*Exercise description*
Give the lines below again exactly, starting with the line that holds "assert_eq!(store.stats().micro_summary_count, 3);" and going on through the line that holds "assert!(store.section_snapshot(3).is_none());".

BEGIN Records for the exercise

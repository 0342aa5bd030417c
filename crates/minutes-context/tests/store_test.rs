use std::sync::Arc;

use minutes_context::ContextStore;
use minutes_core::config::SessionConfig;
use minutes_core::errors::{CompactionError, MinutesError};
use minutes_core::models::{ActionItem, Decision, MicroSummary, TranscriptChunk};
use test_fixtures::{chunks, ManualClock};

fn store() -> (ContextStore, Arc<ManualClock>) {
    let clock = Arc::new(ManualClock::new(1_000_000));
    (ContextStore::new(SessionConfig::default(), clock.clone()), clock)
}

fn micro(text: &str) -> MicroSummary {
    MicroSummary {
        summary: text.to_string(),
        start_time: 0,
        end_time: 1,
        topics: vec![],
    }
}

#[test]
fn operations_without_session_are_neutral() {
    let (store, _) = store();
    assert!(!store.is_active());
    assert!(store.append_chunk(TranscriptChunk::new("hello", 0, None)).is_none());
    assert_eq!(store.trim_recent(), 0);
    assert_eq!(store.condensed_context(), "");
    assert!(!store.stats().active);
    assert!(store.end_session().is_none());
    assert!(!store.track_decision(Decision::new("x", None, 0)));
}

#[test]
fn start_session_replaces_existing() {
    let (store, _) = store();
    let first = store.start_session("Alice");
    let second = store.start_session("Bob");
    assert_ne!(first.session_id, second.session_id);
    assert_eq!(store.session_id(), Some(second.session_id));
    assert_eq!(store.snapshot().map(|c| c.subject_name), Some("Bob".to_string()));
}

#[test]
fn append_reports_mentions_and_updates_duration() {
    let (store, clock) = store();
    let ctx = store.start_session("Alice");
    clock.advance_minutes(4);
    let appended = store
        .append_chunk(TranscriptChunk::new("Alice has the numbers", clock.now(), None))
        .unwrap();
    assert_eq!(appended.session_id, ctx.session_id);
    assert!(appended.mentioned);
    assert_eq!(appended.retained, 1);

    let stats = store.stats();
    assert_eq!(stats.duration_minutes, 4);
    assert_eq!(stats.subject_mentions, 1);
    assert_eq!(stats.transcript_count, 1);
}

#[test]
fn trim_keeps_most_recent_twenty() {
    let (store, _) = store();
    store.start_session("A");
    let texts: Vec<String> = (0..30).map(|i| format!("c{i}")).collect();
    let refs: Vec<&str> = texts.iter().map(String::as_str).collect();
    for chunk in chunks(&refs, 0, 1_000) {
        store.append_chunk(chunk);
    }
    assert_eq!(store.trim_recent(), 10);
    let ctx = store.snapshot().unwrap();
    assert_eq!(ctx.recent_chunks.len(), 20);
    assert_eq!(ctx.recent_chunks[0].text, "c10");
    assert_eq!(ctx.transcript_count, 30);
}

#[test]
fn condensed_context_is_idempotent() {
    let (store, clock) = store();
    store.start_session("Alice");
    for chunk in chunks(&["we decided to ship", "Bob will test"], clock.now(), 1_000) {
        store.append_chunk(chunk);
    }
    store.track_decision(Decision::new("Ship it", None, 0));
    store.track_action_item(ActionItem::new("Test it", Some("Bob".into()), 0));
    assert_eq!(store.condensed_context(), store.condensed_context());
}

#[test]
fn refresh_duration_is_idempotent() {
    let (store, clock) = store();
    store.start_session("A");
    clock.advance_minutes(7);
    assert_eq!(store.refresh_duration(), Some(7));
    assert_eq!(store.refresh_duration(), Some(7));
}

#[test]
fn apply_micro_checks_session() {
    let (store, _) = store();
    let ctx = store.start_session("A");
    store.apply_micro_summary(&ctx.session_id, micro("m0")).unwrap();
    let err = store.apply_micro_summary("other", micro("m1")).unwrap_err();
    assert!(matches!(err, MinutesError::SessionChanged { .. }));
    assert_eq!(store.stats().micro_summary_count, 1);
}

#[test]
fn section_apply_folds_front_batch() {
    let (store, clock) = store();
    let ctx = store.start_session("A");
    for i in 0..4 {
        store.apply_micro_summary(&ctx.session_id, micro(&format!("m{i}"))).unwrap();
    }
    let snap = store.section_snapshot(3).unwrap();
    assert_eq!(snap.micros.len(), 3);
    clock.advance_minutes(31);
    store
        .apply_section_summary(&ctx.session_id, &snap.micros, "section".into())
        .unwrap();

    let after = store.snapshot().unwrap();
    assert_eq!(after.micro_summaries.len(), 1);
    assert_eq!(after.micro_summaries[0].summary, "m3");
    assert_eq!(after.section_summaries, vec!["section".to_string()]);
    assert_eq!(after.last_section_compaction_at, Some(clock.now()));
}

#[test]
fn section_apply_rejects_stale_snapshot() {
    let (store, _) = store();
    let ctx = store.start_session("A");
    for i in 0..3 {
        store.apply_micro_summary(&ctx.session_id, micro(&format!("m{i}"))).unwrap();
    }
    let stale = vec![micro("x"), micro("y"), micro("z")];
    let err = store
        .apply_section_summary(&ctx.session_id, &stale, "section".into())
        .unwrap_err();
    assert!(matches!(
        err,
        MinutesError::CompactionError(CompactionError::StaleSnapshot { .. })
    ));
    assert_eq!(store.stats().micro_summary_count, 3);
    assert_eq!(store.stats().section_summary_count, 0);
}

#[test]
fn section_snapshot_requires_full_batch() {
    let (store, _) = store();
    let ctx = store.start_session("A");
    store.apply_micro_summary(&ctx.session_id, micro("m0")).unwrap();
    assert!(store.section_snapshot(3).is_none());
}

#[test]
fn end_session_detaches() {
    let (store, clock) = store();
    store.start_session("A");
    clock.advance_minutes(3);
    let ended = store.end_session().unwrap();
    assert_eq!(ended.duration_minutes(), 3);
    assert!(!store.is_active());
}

END Records for the exercise
BEGIN Records for the exercise

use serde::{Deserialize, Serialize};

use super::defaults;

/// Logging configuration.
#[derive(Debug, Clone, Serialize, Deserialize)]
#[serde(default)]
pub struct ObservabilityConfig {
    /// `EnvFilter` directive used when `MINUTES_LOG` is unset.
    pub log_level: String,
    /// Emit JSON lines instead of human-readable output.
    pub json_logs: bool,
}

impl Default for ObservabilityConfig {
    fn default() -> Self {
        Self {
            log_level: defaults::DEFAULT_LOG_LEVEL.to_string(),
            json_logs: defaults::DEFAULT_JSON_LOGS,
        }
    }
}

END Records for the exercise

*Output of the task*
    assert_eq!(store.stats().micro_summary_count, 3);
    assert_eq!(store.stats().section_summary_count, 0);
}

#[test]
fn section_snapshot_requires_full_batch() {
    let (store, _) = store();
    let ctx = store.start_session("A");
    store.apply_micro_summary(&ctx.session_id, micro("m0")).unwrap();
    assert!(store.section_snapshot(3).is_none());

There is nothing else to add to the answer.